- _Assigned task_
The output should be every line below that includes the word "PathBuf".

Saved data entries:
════════
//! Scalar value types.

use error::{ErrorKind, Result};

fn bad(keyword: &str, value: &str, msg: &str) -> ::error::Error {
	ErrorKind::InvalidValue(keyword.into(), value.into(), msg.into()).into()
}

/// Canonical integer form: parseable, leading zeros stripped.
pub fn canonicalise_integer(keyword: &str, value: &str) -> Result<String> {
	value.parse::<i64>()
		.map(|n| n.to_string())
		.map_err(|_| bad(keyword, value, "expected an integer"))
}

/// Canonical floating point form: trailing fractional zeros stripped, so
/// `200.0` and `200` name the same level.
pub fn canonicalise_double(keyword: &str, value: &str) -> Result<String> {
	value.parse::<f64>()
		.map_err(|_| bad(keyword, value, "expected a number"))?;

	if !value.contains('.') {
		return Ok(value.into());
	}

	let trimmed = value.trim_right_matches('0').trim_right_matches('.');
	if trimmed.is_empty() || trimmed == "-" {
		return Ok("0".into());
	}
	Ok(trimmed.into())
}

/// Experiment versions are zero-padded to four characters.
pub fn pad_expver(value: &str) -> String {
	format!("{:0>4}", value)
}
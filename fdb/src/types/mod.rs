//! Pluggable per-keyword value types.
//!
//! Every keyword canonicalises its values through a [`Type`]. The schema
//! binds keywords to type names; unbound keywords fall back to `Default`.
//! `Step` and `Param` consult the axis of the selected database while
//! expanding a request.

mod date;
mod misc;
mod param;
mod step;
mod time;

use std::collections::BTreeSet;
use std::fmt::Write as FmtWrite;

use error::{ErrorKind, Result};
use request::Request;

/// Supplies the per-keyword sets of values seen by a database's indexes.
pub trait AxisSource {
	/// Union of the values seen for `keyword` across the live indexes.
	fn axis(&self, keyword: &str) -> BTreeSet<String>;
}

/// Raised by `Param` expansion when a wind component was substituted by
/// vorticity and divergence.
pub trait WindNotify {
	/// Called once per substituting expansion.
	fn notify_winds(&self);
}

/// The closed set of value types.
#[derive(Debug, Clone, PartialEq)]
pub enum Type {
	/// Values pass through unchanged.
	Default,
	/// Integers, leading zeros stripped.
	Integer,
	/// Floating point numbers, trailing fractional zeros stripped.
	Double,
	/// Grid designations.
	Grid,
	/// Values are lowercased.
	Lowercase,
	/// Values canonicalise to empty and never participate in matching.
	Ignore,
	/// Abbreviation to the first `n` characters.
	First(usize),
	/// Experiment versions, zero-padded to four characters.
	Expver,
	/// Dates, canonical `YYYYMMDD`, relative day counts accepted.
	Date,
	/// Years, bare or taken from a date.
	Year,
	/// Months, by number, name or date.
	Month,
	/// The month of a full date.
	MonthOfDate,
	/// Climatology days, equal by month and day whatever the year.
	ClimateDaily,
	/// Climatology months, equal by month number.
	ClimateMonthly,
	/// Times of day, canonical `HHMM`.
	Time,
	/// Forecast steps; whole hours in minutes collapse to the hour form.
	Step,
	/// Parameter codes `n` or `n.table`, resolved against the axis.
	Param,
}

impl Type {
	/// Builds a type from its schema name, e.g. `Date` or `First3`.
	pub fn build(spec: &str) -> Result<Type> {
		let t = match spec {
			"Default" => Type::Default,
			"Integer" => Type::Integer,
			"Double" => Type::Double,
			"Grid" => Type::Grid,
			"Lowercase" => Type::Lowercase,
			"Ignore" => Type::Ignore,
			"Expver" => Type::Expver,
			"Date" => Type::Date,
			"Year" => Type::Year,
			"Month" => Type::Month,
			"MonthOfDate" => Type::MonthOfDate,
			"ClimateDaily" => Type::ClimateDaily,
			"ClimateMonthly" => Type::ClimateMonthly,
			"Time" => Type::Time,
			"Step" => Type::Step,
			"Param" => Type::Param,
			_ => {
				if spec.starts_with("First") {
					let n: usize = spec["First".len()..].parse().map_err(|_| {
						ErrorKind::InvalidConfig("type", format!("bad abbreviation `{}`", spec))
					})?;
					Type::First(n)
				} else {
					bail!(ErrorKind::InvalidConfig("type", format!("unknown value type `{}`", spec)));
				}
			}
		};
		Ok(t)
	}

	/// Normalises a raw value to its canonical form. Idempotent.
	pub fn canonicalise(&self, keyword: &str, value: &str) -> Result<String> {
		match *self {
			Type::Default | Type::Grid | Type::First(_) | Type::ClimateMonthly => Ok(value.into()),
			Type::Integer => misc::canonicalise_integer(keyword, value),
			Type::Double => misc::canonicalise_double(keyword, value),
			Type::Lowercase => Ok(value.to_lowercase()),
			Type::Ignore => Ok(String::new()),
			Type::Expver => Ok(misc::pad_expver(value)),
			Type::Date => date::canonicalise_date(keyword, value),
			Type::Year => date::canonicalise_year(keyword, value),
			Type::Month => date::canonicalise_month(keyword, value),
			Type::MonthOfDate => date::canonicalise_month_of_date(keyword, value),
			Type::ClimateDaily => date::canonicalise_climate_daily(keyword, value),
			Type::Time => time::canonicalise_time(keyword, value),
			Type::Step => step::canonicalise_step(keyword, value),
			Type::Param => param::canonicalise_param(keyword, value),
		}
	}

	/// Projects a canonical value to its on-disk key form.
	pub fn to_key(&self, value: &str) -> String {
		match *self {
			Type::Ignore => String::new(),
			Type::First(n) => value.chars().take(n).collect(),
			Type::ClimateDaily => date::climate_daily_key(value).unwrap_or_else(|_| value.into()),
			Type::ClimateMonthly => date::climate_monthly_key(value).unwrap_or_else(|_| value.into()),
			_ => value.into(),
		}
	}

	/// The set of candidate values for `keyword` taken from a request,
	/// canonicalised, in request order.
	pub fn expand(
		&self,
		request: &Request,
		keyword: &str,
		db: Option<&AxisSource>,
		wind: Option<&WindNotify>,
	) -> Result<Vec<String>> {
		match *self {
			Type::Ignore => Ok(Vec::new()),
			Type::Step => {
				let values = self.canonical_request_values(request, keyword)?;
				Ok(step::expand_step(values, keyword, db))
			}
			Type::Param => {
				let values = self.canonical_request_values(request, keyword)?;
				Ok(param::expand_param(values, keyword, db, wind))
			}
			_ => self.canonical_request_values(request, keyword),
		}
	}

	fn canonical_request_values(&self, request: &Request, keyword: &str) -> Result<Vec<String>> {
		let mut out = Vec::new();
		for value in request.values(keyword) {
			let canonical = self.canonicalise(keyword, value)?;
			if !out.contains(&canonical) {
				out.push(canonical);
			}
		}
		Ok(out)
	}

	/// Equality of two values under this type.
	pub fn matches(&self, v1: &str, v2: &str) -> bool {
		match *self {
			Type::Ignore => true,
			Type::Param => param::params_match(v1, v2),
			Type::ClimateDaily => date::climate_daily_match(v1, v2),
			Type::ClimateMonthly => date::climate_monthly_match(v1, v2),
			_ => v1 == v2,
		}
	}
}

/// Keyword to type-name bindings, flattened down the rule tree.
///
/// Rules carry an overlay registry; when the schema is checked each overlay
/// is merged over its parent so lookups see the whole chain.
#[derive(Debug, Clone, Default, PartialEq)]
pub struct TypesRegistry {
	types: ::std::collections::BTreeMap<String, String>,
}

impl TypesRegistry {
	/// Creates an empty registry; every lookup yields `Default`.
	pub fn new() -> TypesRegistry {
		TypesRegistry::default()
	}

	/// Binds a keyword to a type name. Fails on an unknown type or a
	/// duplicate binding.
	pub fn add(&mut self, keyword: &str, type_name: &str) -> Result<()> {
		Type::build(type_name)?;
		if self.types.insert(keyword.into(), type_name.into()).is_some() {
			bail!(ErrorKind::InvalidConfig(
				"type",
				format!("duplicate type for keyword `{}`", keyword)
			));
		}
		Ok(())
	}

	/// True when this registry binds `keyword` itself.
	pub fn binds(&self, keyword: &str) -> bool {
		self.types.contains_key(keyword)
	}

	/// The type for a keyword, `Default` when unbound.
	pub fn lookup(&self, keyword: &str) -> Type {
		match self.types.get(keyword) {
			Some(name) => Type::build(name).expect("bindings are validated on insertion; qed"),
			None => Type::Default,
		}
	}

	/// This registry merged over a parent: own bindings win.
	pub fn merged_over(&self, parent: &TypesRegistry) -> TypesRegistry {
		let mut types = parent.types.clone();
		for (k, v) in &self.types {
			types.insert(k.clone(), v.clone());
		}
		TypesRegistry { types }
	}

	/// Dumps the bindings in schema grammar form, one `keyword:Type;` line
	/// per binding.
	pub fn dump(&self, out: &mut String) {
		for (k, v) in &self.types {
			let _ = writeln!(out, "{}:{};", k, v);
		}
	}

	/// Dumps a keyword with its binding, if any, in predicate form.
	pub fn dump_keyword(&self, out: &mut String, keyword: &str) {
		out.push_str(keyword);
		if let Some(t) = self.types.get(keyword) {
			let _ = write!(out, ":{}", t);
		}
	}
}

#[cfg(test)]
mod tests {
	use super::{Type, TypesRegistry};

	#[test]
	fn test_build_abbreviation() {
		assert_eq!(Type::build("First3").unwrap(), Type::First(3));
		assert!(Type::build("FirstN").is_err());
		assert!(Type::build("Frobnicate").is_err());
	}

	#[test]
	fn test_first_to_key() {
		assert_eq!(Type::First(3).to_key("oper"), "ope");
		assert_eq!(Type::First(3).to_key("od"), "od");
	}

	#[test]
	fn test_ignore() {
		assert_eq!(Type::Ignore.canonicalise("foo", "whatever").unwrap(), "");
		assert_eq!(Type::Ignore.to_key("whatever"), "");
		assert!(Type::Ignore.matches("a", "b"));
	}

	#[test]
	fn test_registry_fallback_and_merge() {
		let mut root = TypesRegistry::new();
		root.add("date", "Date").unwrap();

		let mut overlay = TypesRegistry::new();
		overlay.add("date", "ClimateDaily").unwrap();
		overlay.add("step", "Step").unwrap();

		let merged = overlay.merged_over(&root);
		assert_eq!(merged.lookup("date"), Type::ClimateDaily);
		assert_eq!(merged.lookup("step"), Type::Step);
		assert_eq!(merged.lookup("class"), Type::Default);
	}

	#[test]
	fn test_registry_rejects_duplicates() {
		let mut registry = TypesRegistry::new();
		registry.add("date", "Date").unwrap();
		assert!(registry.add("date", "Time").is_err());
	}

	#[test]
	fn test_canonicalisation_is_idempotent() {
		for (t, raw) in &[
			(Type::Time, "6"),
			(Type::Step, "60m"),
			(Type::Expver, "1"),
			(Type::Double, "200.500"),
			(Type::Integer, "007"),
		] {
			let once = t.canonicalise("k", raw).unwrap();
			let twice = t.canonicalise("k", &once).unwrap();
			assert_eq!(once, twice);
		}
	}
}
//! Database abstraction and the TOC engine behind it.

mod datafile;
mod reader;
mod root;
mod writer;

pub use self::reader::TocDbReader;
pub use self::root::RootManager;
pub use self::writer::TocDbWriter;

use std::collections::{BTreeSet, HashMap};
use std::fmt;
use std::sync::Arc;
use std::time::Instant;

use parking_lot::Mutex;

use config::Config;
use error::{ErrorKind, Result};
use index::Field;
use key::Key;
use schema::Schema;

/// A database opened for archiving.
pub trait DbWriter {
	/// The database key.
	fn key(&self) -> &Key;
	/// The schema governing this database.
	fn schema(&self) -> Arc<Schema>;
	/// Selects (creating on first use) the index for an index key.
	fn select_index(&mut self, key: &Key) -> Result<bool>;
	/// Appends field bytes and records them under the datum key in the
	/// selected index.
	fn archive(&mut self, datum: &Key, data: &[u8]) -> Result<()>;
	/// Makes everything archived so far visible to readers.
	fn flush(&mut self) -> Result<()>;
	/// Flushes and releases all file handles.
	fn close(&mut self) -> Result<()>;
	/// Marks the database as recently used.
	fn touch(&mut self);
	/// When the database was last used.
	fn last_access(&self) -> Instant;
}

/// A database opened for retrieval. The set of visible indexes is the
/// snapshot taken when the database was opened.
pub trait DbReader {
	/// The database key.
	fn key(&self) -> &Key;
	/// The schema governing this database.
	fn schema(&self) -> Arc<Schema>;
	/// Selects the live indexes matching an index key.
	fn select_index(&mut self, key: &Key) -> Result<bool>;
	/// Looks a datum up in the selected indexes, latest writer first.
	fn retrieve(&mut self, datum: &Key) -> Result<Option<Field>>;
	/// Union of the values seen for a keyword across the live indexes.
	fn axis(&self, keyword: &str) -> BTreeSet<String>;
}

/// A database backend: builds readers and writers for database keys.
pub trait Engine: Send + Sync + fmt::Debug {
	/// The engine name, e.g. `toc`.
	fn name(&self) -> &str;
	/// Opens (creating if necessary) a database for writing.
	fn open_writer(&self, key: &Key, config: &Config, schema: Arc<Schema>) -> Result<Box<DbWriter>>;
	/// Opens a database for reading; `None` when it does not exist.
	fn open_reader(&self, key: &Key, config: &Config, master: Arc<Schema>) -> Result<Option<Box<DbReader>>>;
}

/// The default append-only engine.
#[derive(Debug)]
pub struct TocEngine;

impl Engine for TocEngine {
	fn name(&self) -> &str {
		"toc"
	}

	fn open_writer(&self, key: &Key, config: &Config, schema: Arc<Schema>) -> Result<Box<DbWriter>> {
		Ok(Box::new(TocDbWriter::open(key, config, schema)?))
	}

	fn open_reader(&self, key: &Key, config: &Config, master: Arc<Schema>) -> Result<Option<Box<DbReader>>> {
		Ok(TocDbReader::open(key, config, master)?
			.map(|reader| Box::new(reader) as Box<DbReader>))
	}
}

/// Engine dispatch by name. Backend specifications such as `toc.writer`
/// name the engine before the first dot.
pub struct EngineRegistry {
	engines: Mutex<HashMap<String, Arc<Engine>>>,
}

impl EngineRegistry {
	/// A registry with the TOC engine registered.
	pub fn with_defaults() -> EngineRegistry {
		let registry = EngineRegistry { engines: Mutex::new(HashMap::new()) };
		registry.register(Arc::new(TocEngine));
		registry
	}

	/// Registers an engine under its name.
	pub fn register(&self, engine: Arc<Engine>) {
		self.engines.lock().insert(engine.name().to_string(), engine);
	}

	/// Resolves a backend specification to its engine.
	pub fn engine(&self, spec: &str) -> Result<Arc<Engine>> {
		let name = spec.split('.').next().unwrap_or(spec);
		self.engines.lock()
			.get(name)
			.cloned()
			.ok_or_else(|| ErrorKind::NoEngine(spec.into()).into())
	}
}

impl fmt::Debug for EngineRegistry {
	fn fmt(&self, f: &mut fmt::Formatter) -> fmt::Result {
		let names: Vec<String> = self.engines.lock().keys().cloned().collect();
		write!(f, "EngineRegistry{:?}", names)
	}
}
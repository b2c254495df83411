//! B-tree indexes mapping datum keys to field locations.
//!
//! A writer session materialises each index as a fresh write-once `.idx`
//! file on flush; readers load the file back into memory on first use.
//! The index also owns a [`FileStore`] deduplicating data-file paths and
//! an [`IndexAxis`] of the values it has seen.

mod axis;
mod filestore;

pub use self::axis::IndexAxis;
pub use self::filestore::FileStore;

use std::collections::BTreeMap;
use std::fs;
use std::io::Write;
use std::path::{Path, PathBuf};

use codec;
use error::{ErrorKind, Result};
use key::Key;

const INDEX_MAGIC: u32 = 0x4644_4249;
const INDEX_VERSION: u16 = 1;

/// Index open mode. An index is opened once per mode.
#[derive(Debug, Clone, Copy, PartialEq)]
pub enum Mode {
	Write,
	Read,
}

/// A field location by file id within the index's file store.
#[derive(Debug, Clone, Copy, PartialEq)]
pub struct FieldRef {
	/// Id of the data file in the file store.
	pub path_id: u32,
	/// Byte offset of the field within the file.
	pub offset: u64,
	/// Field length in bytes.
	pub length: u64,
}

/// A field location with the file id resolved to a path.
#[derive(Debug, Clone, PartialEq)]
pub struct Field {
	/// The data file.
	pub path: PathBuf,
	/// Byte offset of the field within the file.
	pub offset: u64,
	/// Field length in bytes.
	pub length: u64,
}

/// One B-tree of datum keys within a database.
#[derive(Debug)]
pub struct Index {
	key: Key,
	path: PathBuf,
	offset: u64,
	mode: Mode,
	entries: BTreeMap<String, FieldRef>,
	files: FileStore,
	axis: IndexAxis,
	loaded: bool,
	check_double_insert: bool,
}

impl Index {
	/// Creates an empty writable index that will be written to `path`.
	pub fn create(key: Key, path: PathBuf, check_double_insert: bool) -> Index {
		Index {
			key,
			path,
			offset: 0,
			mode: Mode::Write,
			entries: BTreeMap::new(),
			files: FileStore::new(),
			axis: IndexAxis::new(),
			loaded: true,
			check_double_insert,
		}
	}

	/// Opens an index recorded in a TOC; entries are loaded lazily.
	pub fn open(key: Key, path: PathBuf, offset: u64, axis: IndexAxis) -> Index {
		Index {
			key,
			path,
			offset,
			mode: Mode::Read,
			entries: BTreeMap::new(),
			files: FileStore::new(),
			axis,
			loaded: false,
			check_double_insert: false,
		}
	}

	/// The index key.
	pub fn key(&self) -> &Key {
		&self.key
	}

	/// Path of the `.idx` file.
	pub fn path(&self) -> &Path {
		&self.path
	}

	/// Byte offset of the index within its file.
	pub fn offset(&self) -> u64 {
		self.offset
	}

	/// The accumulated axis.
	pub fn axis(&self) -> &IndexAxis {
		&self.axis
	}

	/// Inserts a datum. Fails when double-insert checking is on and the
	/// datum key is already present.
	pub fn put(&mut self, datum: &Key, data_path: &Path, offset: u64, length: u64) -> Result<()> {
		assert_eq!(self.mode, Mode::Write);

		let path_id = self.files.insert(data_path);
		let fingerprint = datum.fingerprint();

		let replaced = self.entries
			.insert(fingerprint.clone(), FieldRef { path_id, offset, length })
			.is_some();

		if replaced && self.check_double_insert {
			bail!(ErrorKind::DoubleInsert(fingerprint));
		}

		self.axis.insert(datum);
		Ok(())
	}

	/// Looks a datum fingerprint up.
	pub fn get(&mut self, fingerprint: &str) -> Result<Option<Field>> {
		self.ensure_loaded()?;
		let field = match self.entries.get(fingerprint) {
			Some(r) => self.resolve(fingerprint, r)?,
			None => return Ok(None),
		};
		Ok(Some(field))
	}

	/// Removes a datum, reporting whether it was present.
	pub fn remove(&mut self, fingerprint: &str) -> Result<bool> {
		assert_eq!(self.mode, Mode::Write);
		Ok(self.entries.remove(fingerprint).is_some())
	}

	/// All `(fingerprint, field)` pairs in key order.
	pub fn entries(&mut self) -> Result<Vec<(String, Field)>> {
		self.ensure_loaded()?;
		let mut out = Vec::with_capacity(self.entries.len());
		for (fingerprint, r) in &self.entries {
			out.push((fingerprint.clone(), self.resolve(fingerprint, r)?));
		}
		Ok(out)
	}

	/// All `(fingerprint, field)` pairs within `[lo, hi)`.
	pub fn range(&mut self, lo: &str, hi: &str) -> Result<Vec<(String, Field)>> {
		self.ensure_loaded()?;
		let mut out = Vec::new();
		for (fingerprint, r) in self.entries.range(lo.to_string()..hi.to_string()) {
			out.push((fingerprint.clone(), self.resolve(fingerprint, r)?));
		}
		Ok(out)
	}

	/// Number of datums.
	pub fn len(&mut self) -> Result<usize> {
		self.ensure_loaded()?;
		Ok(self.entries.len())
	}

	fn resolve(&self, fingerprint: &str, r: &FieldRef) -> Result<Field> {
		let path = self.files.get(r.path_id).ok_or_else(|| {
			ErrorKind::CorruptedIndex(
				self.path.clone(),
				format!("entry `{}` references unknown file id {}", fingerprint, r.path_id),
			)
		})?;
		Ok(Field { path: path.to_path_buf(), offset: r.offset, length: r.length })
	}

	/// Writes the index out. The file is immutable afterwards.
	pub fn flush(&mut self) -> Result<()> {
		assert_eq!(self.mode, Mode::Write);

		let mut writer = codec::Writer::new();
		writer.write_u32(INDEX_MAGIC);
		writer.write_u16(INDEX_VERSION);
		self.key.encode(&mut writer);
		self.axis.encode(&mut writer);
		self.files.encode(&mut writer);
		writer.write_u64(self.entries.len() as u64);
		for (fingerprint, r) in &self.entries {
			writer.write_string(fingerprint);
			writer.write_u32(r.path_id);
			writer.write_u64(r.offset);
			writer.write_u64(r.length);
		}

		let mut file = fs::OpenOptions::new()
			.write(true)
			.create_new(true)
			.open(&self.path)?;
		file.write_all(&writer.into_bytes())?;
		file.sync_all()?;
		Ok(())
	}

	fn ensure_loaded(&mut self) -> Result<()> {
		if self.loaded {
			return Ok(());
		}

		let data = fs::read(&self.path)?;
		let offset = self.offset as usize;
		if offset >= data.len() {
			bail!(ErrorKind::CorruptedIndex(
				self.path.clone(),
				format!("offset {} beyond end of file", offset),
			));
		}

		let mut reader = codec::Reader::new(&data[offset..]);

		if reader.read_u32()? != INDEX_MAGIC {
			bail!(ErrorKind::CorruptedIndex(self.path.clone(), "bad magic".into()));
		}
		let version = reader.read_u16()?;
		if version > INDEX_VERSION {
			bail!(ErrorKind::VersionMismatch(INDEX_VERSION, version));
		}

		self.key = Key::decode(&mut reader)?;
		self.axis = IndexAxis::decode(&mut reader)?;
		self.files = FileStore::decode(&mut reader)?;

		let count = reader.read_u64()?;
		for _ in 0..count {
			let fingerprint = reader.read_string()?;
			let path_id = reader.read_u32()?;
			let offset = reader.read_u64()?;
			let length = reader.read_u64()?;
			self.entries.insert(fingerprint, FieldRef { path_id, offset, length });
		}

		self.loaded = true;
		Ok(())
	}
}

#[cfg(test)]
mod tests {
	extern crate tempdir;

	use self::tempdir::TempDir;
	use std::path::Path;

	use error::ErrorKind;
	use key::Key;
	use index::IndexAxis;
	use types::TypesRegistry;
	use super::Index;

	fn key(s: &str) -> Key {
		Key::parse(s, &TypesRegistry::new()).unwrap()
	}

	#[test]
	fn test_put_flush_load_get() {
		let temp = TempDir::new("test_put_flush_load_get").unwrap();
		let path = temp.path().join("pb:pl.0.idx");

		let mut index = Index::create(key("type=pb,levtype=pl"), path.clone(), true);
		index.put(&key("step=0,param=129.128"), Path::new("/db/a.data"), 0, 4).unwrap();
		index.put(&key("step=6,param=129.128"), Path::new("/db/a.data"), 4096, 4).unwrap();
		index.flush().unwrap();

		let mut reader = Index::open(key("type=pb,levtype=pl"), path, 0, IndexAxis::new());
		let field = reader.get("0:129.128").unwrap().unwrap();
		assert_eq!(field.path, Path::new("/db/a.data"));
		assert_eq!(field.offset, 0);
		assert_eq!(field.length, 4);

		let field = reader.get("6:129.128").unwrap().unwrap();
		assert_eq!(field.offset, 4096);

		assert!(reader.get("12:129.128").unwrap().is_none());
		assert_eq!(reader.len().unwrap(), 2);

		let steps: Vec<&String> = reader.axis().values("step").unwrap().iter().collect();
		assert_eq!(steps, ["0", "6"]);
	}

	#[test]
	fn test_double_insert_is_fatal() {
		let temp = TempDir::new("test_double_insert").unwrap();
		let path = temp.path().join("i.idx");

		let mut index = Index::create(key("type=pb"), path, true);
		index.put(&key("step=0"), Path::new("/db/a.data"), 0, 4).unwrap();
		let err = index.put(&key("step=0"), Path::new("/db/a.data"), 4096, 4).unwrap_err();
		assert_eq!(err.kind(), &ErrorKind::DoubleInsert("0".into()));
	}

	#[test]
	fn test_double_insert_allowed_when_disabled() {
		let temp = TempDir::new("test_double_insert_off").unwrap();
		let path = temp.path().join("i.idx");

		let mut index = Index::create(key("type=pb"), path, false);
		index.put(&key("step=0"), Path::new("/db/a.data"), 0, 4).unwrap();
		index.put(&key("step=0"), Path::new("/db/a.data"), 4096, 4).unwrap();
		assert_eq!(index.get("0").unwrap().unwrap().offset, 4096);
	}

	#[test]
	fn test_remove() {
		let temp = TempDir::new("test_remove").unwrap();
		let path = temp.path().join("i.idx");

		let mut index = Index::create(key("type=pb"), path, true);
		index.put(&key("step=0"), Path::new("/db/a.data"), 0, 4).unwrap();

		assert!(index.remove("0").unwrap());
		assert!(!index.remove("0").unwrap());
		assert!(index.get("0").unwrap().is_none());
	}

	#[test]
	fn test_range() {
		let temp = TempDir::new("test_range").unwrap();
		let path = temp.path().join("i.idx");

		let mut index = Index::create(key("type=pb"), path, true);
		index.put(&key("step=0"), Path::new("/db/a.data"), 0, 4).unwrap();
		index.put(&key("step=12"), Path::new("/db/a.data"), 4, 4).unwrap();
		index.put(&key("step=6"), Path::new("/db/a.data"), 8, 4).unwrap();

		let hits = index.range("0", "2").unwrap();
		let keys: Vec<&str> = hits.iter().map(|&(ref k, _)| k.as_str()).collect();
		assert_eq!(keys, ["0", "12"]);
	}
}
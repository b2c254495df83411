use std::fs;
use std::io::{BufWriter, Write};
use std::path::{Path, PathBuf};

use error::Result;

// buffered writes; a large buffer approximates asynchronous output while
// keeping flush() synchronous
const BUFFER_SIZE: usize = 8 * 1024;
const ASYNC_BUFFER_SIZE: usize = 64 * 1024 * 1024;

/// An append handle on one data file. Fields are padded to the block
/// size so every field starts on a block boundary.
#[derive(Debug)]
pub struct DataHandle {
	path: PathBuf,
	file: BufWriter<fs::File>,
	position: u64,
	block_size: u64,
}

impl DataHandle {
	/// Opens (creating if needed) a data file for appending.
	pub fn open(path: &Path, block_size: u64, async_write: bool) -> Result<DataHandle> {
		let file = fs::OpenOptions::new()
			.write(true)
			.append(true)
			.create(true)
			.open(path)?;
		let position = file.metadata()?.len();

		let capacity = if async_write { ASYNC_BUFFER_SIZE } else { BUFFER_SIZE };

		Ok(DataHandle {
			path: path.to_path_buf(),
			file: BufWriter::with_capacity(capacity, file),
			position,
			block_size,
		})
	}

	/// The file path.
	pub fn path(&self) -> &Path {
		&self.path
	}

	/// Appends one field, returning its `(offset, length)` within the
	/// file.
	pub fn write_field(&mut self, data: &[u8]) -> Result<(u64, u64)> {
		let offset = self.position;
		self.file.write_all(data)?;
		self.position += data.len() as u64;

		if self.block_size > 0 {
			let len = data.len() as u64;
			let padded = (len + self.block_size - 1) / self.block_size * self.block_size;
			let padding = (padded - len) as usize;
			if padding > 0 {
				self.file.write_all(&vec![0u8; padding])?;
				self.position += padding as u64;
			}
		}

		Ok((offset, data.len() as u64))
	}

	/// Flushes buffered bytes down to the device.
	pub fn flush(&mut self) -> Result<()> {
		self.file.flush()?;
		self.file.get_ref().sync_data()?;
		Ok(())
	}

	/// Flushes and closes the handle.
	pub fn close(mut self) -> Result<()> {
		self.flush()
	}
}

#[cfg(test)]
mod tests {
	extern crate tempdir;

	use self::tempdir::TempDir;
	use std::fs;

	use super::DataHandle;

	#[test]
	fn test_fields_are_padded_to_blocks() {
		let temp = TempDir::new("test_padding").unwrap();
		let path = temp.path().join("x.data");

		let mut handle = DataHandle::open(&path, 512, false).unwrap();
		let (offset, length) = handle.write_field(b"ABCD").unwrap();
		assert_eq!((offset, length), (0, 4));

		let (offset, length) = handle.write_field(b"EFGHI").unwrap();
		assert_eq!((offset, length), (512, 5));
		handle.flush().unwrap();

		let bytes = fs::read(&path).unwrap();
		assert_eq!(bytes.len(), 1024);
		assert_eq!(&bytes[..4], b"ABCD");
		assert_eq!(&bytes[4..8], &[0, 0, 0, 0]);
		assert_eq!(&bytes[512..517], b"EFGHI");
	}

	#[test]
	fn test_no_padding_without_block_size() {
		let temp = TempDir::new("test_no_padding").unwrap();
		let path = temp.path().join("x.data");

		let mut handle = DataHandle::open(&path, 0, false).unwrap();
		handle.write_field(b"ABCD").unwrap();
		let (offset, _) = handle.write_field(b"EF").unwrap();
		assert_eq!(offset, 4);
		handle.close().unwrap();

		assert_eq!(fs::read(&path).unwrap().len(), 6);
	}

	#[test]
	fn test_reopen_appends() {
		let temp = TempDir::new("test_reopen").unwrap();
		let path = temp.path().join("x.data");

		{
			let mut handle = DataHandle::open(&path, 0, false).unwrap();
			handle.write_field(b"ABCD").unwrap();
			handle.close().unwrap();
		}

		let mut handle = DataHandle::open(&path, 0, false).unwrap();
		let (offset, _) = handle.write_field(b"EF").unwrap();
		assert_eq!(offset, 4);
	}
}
════════
- _Answer box_
use std::path::{Path, PathBuf};
	pub path: PathBuf,
	path: PathBuf,
	pub fn create(key: Key, path: PathBuf, check_double_insert: bool) -> Index {
	pub fn open(key: Key, path: PathBuf, offset: u64, axis: IndexAxis) -> Index {
use std::path::{Path, PathBuf};
	path: PathBuf,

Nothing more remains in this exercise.